En medio de ese trasegar, aprendieron a amoldarse a los nuevos tiempos. Ya no viven en las carpas que solían improvisar en localidades como Puente Aranda o Kennedy. Hasta hace cerca de medio siglo las mujeres gitanas hacían presencia en las calles de las ciudades, en grupos que iban de un lado a otro, ataviadas con sus largas faldas y coloridos adornos. Algunas leían la mano como forma de subsistencia. Pero comenzaron los prejuicios. Y ya no salen como antes.
Ana Dalila se rebeló contra ese destino. Desde que aprendió a leer y escribir a los 4 años, comenzó a palpitar en su corazón la posibilidad de una vida distinta de la que les espera a las mujeres gitanas: cuidar de un hogar y de un marido. Hacer familia.

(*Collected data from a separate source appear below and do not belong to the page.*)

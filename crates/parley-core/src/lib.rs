// SPDX-FileCopyrightText: 2026 Parley Contributors
// SPDX-License-Identifier: MIT OR Apache-2.0

//! Core library for the Parley messaging bridge.
//!
//! This crate provides the error type, domain types, raw provider event
//! accessors, and the adapter traits implemented by the messaging and
//! completion collaborators.

pub mod error;
pub mod event;
pub mod jid;
pub mod traits;
pub mod types;

// Re-export key items at crate root for ergonomic imports.
pub use error::ParleyError;
pub use event::ProviderEvent;
pub use types::{
    AdapterType, ChatMode, Direction, HealthStatus, Message, MessageEvent, MessageKind,
    ViewerEvent,
};

pub use traits::{CompletionProvider, MessagingProvider, PluginAdapter};
// SPDX-FileCopyrightText: 2026 Parley Contributors
// SPDX-License-Identifier: MIT OR Apache-2.0

//! Configuration model structs for the Parley messaging bridge.
//!
//! All structs use `#[serde(deny_unknown_fields)]` to reject unrecognized
//! config keys at startup, providing actionable error messages.

use std::path::PathBuf;

use serde::{Deserialize, Serialize};

/// Top-level Parley configuration.
///
/// Loaded from TOML files following XDG hierarchy, with environment variable overrides.
/// All sections are optional and default to sensible values.
#[derive(Debug, Clone, Default, Deserialize, Serialize)]
#[serde(deny_unknown_fields)]
pub struct ParleyConfig {
    /// Process identity and logging.
    #[serde(default)]
    pub agent: AgentConfig,

    /// HTTP/WebSocket gateway for the web client.
    #[serde(default)]
    pub gateway: GatewayConfig,

    /// Transcript and mode registry files.
    #[serde(default)]
    pub storage: StorageConfig,

    /// LLM completion settings.
    #[serde(default)]
    pub llm: LlmConfig,

    /// Browser-automation sidecar settings.
    #[serde(default)]
    pub bridge: BridgeConfig,

    /// Assistant voice and reply shaping.
    #[serde(default)]
    pub assistant: AssistantConfig,

    /// Reconciliation sync settings.
    #[serde(default)]
    pub sync: SyncConfig,
}

/// Process identity and logging configuration.
#[derive(Debug, Clone, Deserialize, Serialize)]
#[serde(deny_unknown_fields)]
pub struct AgentConfig {
    /// Display name used in logs.
    #[serde(default = "default_agent_name")]
    pub name: String,

    /// Logging level (trace, debug, info, warn, error).
    #[serde(default = "default_log_level")]
    pub log_level: String,
}

impl Default for AgentConfig {
    fn default() -> Self {
        Self {
            name: default_agent_name(),
            log_level: default_log_level(),
        }
    }
}

fn default_agent_name() -> String {
    "parley".to_string()
}

fn default_log_level() -> String {
    "info".to_string()
}

/// Gateway server configuration.
#[derive(Debug, Clone, Deserialize, Serialize)]
#[serde(deny_unknown_fields)]
pub struct GatewayConfig {
    /// Host address to bind.
    #[serde(default = "default_host")]
    pub host: String,

    /// Port to bind.
    #[serde(default = "default_port")]
    pub port: u16,

    /// Bearer token required on every authenticated route. `None` rejects all requests.
    #[serde(default)]
    pub bearer_token: Option<String>,

    /// Capacity of the viewer fan-out channel.
    #[serde(default = "default_event_buffer")]
    pub event_buffer: usize,
}

impl Default for GatewayConfig {
    fn default() -> Self {
        Self {
            host: default_host(),
            port: default_port(),
            bearer_token: None,
            event_buffer: default_event_buffer(),
        }
    }
}

fn default_host() -> String {
    "127.0.0.1".to_string()
}

fn default_port() -> u16 {
    3000
}

fn default_event_buffer() -> usize {
    256
}

/// Storage file configuration.
#[derive(Debug, Clone, Deserialize, Serialize)]
#[serde(deny_unknown_fields)]
pub struct StorageConfig {
    /// Directory holding the JSON store files.
    #[serde(default = "default_data_dir")]
    pub data_dir: String,

    /// Transcript file name inside `data_dir`.
    #[serde(default = "default_transcript_file")]
    pub transcript_file: String,

    /// Mode registry file name inside `data_dir`.
    #[serde(default = "default_modes_file")]
    pub modes_file: String,
}

impl StorageConfig {
    pub fn transcript_path(&self) -> PathBuf {
        PathBuf::from(&self.data_dir).join(&self.transcript_file)
    }

    pub fn modes_path(&self) -> PathBuf {
        PathBuf::from(&self.data_dir).join(&self.modes_file)
    }
}

impl Default for StorageConfig {
    fn default() -> Self {
        Self {
            data_dir: default_data_dir(),
            transcript_file: default_transcript_file(),
            modes_file: default_modes_file(),
        }
    }
}

fn default_data_dir() -> String {
    dirs::data_dir()
        .map(|p| p.join("parley"))
        .unwrap_or_else(|| PathBuf::from("parley-data"))
        .to_string_lossy()
        .into_owned()
}

fn default_transcript_file() -> String {
    "transcripts.json".to_string()
}

fn default_modes_file() -> String {
    "modes.json".to_string()
}

/// LLM completion configuration.
#[derive(Debug, Clone, Deserialize, Serialize)]
#[serde(deny_unknown_fields)]
pub struct LlmConfig {
    /// API key. `None` requires the `ANTHROPIC_API_KEY` environment variable.
    #[serde(default)]
    pub api_key: Option<String>,

    /// Model used for rewrites and automatic replies.
    #[serde(default = "default_model")]
    pub model: String,

    /// Maximum tokens to generate per completion.
    #[serde(default = "default_max_tokens")]
    pub max_tokens: u32,

    /// API version header value.
    #[serde(default = "default_api_version")]
    pub api_version: String,

    /// Upper bound on a single completion call.
    #[serde(default = "default_llm_timeout_secs")]
    pub timeout_secs: u64,
}

impl Default for LlmConfig {
    fn default() -> Self {
        Self {
            api_key: None,
            model: default_model(),
            max_tokens: default_max_tokens(),
            api_version: default_api_version(),
            timeout_secs: default_llm_timeout_secs(),
        }
    }
}

fn default_model() -> String {
    "claude-3-5-haiku-20241022".to_string()
}

fn default_max_tokens() -> u32 {
    512
}

fn default_api_version() -> String {
    "2023-06-01".to_string()
}

fn default_llm_timeout_secs() -> u64 {
    15
}

/// Browser-automation sidecar configuration.
#[derive(Debug, Clone, Deserialize, Serialize)]
#[serde(deny_unknown_fields)]
pub struct BridgeConfig {
    /// Base URL of the sidecar HTTP API.
    #[serde(default = "default_bridge_url")]
    pub base_url: String,

    /// Shared secret sent as a bearer token to the sidecar.
    #[serde(default)]
    pub token: Option<String>,

    /// Jid of this account, used when chasing composite message ids.
    #[serde(default)]
    pub self_id: Option<String>,

    /// Sender jids of bot accounts whose replies arrive as placeholders first.
    #[serde(default = "default_bot_ids")]
    pub bot_ids: Vec<String>,

    /// Number of recent messages fetched per chat for sync and bot scans.
    #[serde(default = "default_history_limit")]
    pub history_limit: usize,

    /// HTTP timeout for sidecar calls.
    #[serde(default = "default_bridge_timeout_secs")]
    pub timeout_secs: u64,
}

impl Default for BridgeConfig {
    fn default() -> Self {
        Self {
            base_url: default_bridge_url(),
            token: None,
            self_id: None,
            bot_ids: default_bot_ids(),
            history_limit: default_history_limit(),
            timeout_secs: default_bridge_timeout_secs(),
        }
    }
}

fn default_bridge_url() -> String {
    "http://127.0.0.1:21465".to_string()
}

fn default_bot_ids() -> Vec<String> {
    vec![
        "13135550002@c.us".to_string(),
        "867051314767696@bot".to_string(),
    ]
}

fn default_history_limit() -> usize {
    50
}

fn default_bridge_timeout_secs() -> u64 {
    20
}

/// Assistant voice configuration.
#[derive(Debug, Clone, Deserialize, Serialize)]
#[serde(deny_unknown_fields)]
pub struct AssistantConfig {
    /// Instruction used when no training text has been saved.
    #[serde(default = "default_instruction")]
    pub default_instruction: String,

    /// Self-identification appended to the greeting of a fresh exchange.
    #[serde(default = "default_identity_line")]
    pub identity_line: String,

    /// Silence after which the next automatic reply opens with a greeting.
    #[serde(default = "default_greeting_gap_secs")]
    pub greeting_gap_secs: u64,

    /// Automatic replies longer than this many words are truncated.
    #[serde(default = "default_max_reply_words")]
    pub max_reply_words: usize,

    /// Fixed wall-clock offset for schedules and greetings. Local time when unset.
    #[serde(default)]
    pub utc_offset_minutes: Option<i32>,
}

impl Default for AssistantConfig {
    fn default() -> Self {
        Self {
            default_instruction: default_instruction(),
            identity_line: default_identity_line(),
            greeting_gap_secs: default_greeting_gap_secs(),
            max_reply_words: default_max_reply_words(),
            utc_offset_minutes: None,
        }
    }
}

fn default_instruction() -> String {
    "You reply to chat messages on behalf of the account owner. \
     Be friendly, brief, and natural. Never claim to be the owner in person."
        .to_string()
}

fn default_identity_line() -> String {
    "This is the owner's assistant replying while they are away.".to_string()
}

fn default_greeting_gap_secs() -> u64 {
    3 * 60 * 60
}

fn default_max_reply_words() -> usize {
    25
}

/// Reconciliation sync configuration.
#[derive(Debug, Clone, Deserialize, Serialize)]
#[serde(deny_unknown_fields)]
pub struct SyncConfig {
    /// Run the periodic sync task.
    #[serde(default = "default_sync_enabled")]
    pub enabled: bool,

    /// Seconds between periodic sync runs.
    #[serde(default = "default_sync_interval_secs")]
    pub interval_secs: u64,

    /// How far back a conversation seen for the first time is scanned.
    #[serde(default = "default_lookback_secs")]
    pub lookback_secs: u64,
}

impl Default for SyncConfig {
    fn default() -> Self {
        Self {
            enabled: default_sync_enabled(),
            interval_secs: default_sync_interval_secs(),
            lookback_secs: default_lookback_secs(),
        }
    }
}

fn default_sync_enabled() -> bool {
    true
}

fn default_sync_interval_secs() -> u64 {
    60
}

fn default_lookback_secs() -> u64 {
    60 * 60
}
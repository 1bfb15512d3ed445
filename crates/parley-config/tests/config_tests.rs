// SPDX-FileCopyrightText: 2026 Parley Contributors
// SPDX-License-Identifier: MIT OR Apache-2.0

//! Integration tests for the Parley configuration system.

use std::io::Write;

use parley_config::diagnostic::{suggest_key, ConfigError};
use parley_config::{load_and_validate_path, load_and_validate_str, load_config_from_str};
use serial_test::serial;

#[test]
fn full_toml_deserializes() {
    let toml = r#"
[agent]
name = "desk"
log_level = "debug"

[gateway]
host = "0.0.0.0"
port = 8080
bearer_token = "secret"
event_buffer = 64

[storage]
data_dir = "/tmp/parley"
transcript_file = "t.json"
modes_file = "m.json"

[llm]
api_key = "sk-ant-test"
model = "claude-test"
max_tokens = 256
timeout_secs = 10

[bridge]
base_url = "http://localhost:9000"
token = "bridge-secret"
self_id = "15550001111@c.us"
bot_ids = ["1@bot"]
history_limit = 20

[assistant]
greeting_gap_secs = 60
max_reply_words = 10
utc_offset_minutes = 330

[sync]
enabled = false
interval_secs = 30
lookback_secs = 600
"#;

    let config = load_config_from_str(toml).expect("valid TOML should deserialize");
    assert_eq!(config.agent.name, "desk");
    assert_eq!(config.gateway.port, 8080);
    assert_eq!(config.gateway.bearer_token.as_deref(), Some("secret"));
    assert_eq!(
        config.storage.transcript_path(),
        std::path::PathBuf::from("/tmp/parley/t.json")
    );
    assert_eq!(config.llm.model, "claude-test");
    assert_eq!(config.bridge.bot_ids, vec!["1@bot"]);
    assert_eq!(config.bridge.self_id.as_deref(), Some("15550001111@c.us"));
    assert_eq!(config.assistant.utc_offset_minutes, Some(330));
    assert!(!config.sync.enabled);
    assert_eq!(config.sync.lookback_secs, 600);
}

#[test]
fn empty_document_uses_defaults() {
    let config = load_config_from_str("").expect("defaults");
    assert_eq!(config.gateway.host, "127.0.0.1");
    assert_eq!(config.gateway.port, 3000);
    assert!(config.gateway.bearer_token.is_none());
    assert_eq!(config.llm.timeout_secs, 15);
    assert_eq!(config.assistant.greeting_gap_secs, 3 * 60 * 60);
    assert_eq!(config.assistant.max_reply_words, 25);
    assert_eq!(config.bridge.history_limit, 50);
    assert!(config.sync.enabled);
}

#[test]
fn unknown_key_is_rejected_with_suggestion() {
    let toml = r#"
[gateway]
bearer_tokn = "x"
"#;
    let errors = load_and_validate_str(toml).unwrap_err();
    assert_eq!(errors.len(), 1);
    match &errors[0] {
        ConfigError::UnknownKey {
            key,
            suggestion,
            valid_keys,
            ..
        } => {
            assert_eq!(key, "bearer_tokn");
            assert_eq!(suggestion.as_deref(), Some("bearer_token"));
            assert!(valid_keys.contains("event_buffer"));
        }
        other => panic!("expected UnknownKey, got {other:?}"),
    }
}

#[test]
fn unknown_top_level_section_is_rejected() {
    let errors = load_and_validate_str("[telegram]\nbot_token = \"x\"\n").unwrap_err();
    assert!(matches!(errors[0], ConfigError::UnknownKey { .. }));
}

#[test]
fn wrong_type_is_reported() {
    let errors = load_and_validate_str("[gateway]\nport = \"eighty\"\n").unwrap_err();
    match &errors[0] {
        ConfigError::InvalidType { key, .. } => assert_eq!(key, "gateway.port"),
        other => panic!("expected InvalidType, got {other:?}"),
    }
}

#[test]
fn validation_runs_after_parse() {
    let toml = r#"
[sync]
interval_secs = 0

[assistant]
max_reply_words = 0
"#;
    let errors = load_and_validate_str(toml).unwrap_err();
    assert_eq!(errors.len(), 2);
    assert!(errors
        .iter()
        .all(|e| matches!(e, ConfigError::Validation { .. })));
}

#[test]
fn suggestion_threshold() {
    assert_eq!(
        suggest_key("lookbak_secs", &["lookback_secs", "interval_secs"]),
        Some("lookback_secs".to_string())
    );
    assert_eq!(suggest_key("zzz", &["enabled"]), None);
}

#[test]
fn errors_render_through_miette() {
    let errors = load_and_validate_str("[llm]\nmodle = \"x\"\n").unwrap_err();
    let handler = miette::GraphicalReportHandler::new();
    let mut out = String::new();
    handler
        .render_report(&mut out, &errors[0] as &dyn miette::Diagnostic)
        .unwrap();
    assert!(out.contains("modle"));
    assert!(out.contains("parley::config::unknown_key"));
}

#[test]
#[serial]
fn env_overrides_file_values() {
    let mut file = tempfile::NamedTempFile::new().unwrap();
    writeln!(file, "[bridge]\nhistory_limit = 5\n\n[gateway]\nport = 4000").unwrap();

    // SAFETY: serialized with the other env-touching tests.
    unsafe {
        std::env::set_var("PARLEY_BRIDGE_HISTORY_LIMIT", "7");
    }
    let result = load_and_validate_path(file.path());
    unsafe {
        std::env::remove_var("PARLEY_BRIDGE_HISTORY_LIMIT");
    }

    let config = result.expect("file plus env should load");
    assert_eq!(config.bridge.history_limit, 7);
    assert_eq!(config.gateway.port, 4000);
}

Graduada en dos carreras profesionales —ingeniera industrial de la Universidad Francisco José de Caldas y abogada de la Universidad La Gran Colombia, con especialización en Gestión y Planificación Urbana y Regional—, lleva 16 años haciendo camino como una gitana distinta dentro de su comunidad y luchando por el respeto de los derechos de su pueblo y por avances normativos que les permitan contar con recursos en los planes de desarrollo y las políticas del Estado. Uno de esos avances es la implementación en Bogotá, este año, de un Concejo Consultivo del Pueblo Rrom, un espacio de participación para la toma de decisiones en beneficio de esta comunidad.
Falta mucho aún por conquistar, dice. Una educación incluyente, por ejemplo, para que los niños puedan hablar en los colegios su lengua romaní libremente sin ser perseguidos ni silenciados. Espacios en los puedan compartir su gastronomía, elaborada con carne de cerdo en gran parte y una deliciosa variedad de especias; tan colorida como los atavíos que lucen las gitanas. Faltan también calles en donde las mujeres de este pueblo puedan caminar viviendo libremente su cultura sin el acoso de vigilantes que las intimidan creyendo, solo por la forma en la que visten, que acechan a la gente para robarla.
Por eso, en su día internacional, la Secretaría de Cultura, Recreación y Deporte de Bogotá reconoce sus tradiciones y su lengua. El aporte de un pueblo feliz que recorre nuestra ciudad para mostrarnos el valor de la diversidad.